▸ **Your goal**
Restate the entries below word for word, leaving nothing out.

*** Records for this task Section Begins ***

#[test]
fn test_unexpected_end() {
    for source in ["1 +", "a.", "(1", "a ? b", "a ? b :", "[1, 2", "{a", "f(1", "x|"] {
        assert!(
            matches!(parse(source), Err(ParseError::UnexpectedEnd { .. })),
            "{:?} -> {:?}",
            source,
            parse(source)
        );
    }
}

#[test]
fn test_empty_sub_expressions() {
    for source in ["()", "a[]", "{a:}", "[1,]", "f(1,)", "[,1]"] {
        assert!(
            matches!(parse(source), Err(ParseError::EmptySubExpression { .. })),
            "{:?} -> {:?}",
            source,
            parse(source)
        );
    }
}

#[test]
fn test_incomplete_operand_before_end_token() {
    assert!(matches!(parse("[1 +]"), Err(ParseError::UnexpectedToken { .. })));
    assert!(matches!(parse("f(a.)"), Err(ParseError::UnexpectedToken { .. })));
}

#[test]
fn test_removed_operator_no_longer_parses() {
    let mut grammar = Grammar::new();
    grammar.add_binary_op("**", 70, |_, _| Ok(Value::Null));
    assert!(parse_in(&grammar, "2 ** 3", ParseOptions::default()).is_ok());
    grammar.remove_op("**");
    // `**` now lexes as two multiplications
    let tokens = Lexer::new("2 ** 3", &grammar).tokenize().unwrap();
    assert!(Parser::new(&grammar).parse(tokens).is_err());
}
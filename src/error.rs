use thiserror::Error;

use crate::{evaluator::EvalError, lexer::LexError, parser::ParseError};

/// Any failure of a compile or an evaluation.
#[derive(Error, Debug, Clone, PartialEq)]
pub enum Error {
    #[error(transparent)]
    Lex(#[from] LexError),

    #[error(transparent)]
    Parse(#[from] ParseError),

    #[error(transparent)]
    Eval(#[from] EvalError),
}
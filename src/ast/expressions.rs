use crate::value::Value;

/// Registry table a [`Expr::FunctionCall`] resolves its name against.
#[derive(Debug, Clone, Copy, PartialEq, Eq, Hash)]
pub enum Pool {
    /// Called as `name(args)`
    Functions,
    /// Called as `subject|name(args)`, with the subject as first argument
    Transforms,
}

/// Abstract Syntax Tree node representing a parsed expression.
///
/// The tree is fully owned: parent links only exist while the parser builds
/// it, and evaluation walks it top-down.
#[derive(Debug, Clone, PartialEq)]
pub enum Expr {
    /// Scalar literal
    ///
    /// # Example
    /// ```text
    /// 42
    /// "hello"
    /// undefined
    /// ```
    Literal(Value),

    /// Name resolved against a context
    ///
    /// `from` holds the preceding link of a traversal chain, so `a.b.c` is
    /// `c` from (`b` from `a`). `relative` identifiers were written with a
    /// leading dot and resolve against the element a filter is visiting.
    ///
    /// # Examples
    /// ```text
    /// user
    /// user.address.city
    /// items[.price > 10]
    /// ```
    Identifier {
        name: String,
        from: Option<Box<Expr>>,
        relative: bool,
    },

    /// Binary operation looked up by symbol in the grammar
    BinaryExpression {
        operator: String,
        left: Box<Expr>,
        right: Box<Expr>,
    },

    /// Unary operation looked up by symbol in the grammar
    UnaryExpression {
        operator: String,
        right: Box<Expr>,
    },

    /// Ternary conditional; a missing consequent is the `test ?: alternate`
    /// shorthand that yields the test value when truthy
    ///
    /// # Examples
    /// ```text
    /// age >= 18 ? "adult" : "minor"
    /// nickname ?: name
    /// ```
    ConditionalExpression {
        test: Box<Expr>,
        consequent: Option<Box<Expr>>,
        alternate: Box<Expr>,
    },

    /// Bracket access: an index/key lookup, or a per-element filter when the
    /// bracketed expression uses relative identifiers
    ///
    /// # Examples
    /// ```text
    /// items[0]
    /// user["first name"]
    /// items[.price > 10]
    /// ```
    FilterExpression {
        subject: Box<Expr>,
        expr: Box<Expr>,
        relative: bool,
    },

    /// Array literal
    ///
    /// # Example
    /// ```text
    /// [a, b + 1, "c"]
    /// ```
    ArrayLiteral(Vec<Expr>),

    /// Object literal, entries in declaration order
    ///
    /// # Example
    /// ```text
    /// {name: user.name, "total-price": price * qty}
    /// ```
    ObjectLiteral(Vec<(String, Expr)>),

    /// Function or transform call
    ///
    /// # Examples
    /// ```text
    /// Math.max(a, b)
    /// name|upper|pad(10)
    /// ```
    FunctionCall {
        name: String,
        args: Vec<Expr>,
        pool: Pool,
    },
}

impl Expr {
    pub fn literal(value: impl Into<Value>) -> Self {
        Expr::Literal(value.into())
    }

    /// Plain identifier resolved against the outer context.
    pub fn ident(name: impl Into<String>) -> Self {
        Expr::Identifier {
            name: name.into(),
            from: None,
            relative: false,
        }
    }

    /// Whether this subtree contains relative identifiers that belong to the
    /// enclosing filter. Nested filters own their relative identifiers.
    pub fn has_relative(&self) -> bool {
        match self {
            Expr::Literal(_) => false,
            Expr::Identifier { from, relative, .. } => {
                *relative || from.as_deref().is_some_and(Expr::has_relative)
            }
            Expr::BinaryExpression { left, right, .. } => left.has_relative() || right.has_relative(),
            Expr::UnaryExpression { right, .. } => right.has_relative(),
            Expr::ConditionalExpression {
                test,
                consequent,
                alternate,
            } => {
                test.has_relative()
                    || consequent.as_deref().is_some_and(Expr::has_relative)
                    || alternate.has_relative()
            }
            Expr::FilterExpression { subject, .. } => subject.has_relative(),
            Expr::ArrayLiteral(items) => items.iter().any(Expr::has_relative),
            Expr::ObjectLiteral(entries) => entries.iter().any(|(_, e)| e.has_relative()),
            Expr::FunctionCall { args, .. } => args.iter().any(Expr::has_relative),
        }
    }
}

*** Records for this task Section Ends ***

▸ **Response for this exercise**
#[test]
fn test_unexpected_end() {
    for source in ["1 +", "a.", "(1", "a ? b", "a ? b :", "[1, 2", "{a", "f(1", "x|"] {
        assert!(
            matches!(parse(source), Err(ParseError::UnexpectedEnd { .. })),
            "{:?} -> {:?}",
            source,
            parse(source)
        );
    }
}

#[test]
fn test_empty_sub_expressions() {
    for source in ["()", "a[]", "{a:}", "[1,]", "f(1,)", "[,1]"] {
        assert!(
            matches!(parse(source), Err(ParseError::EmptySubExpression { .. })),
            "{:?} -> {:?}",
            source,
            parse(source)
        );
    }
}

#[test]
fn test_incomplete_operand_before_end_token() {
    assert!(matches!(parse("[1 +]"), Err(ParseError::UnexpectedToken { .. })));
    assert!(matches!(parse("f(a.)"), Err(ParseError::UnexpectedToken { .. })));
}

#[test]
fn test_removed_operator_no_longer_parses() {
    let mut grammar = Grammar::new();
    grammar.add_binary_op("**", 70, |_, _| Ok(Value::Null));
    assert!(parse_in(&grammar, "2 ** 3", ParseOptions::default()).is_ok());
    grammar.remove_op("**");
    // `**` now lexes as two multiplications
    let tokens = Lexer::new("2 ** 3", &grammar).tokenize().unwrap();
    assert!(Parser::new(&grammar).parse(tokens).is_err());
}
filename src/error.rs
use thiserror::Error;

use crate::{evaluator::EvalError, lexer::LexError, parser::ParseError};

/// Any failure of a compile or an evaluation.
#[derive(Error, Debug, Clone, PartialEq)]
pub enum Error {
    #[error(transparent)]
    Lex(#[from] LexError),

    #[error(transparent)]
    Parse(#[from] ParseError),

    #[error(transparent)]
    Eval(#[from] EvalError),
}
filename src/ast/expressions.rs
use crate::value::Value;

/// Registry table a [`Expr::FunctionCall`] resolves its name against.
#[derive(Debug, Clone, Copy, PartialEq, Eq, Hash)]
pub enum Pool {
    /// Called as `name(args)`
    Functions,
    /// Called as `subject|name(args)`, with the subject as first argument
    Transforms,
}

/// Abstract Syntax Tree node representing a parsed expression.
///
/// The tree is fully owned: parent links only exist while the parser builds
/// it, and evaluation walks it top-down.
#[derive(Debug, Clone, PartialEq)]
pub enum Expr {
    /// Scalar literal
    ///
    /// # Example
    /// ```text
    /// 42
    /// "hello"
    /// undefined
    /// ```
    Literal(Value),

    /// Name resolved against a context
    ///
    /// `from` holds the preceding link of a traversal chain, so `a.b.c` is
    /// `c` from (`b` from `a`). `relative` identifiers were written with a
    /// leading dot and resolve against the element a filter is visiting.
    ///
    /// # Examples
    /// ```text
    /// user
    /// user.address.city
    /// items[.price > 10]
    /// ```
    Identifier {
        name: String,
        from: Option<Box<Expr>>,
        relative: bool,
    },

    /// Binary operation looked up by symbol in the grammar
    BinaryExpression {
        operator: String,
        left: Box<Expr>,
        right: Box<Expr>,
    },

    /// Unary operation looked up by symbol in the grammar
    UnaryExpression {
        operator: String,
        right: Box<Expr>,
    },

    /// Ternary conditional; a missing consequent is the `test ?: alternate`
    /// shorthand that yields the test value when truthy
    ///
    /// # Examples
    /// ```text
    /// age >= 18 ? "adult" : "minor"
    /// nickname ?: name
    /// ```
    ConditionalExpression {
        test: Box<Expr>,
        consequent: Option<Box<Expr>>,
        alternate: Box<Expr>,
    },

    /// Bracket access: an index/key lookup, or a per-element filter when the
    /// bracketed expression uses relative identifiers
    ///
    /// # Examples
    /// ```text
    /// items[0]
    /// user["first name"]
    /// items[.price > 10]
    /// ```
    FilterExpression {
        subject: Box<Expr>,
        expr: Box<Expr>,
        relative: bool,
    },

    /// Array literal
    ///
    /// # Example
    /// ```text
    /// [a, b + 1, "c"]
    /// ```
    ArrayLiteral(Vec<Expr>),

    /// Object literal, entries in declaration order
    ///
    /// # Example
    /// ```text
    /// {name: user.name, "total-price": price * qty}
    /// ```
    ObjectLiteral(Vec<(String, Expr)>),

    /// Function or transform call
    ///
    /// # Examples
    /// ```text
    /// Math.max(a, b)
    /// name|upper|pad(10)
    /// ```
    FunctionCall {
        name: String,
        args: Vec<Expr>,
        pool: Pool,
    },
}

impl Expr {
    pub fn literal(value: impl Into<Value>) -> Self {
        Expr::Literal(value.into())
    }

    /// Plain identifier resolved against the outer context.
    pub fn ident(name: impl Into<String>) -> Self {
        Expr::Identifier {
            name: name.into(),
            from: None,
            relative: false,
        }
    }

    /// Whether this subtree contains relative identifiers that belong to the
    /// enclosing filter. Nested filters own their relative identifiers.
    pub fn has_relative(&self) -> bool {
        match self {
            Expr::Literal(_) => false,
            Expr::Identifier { from, relative, .. } => {
                *relative || from.as_deref().is_some_and(Expr::has_relative)
            }
            Expr::BinaryExpression { left, right, .. } => left.has_relative() || right.has_relative(),
            Expr::UnaryExpression { right, .. } => right.has_relative(),
            Expr::ConditionalExpression {
                test,
                consequent,
                alternate,
            } => {
                test.has_relative()
                    || consequent.as_deref().is_some_and(Expr::has_relative)
                    || alternate.has_relative()
            }
            Expr::FilterExpression { subject, .. } => subject.has_relative(),
            Expr::ArrayLiteral(items) => items.iter().any(Expr::has_relative),
            Expr::ObjectLiteral(entries) => entries.iter().any(|(_, e)| e.has_relative()),
            Expr::FunctionCall { args, .. } => args.iter().any(Expr::has_relative),
        }
    }
}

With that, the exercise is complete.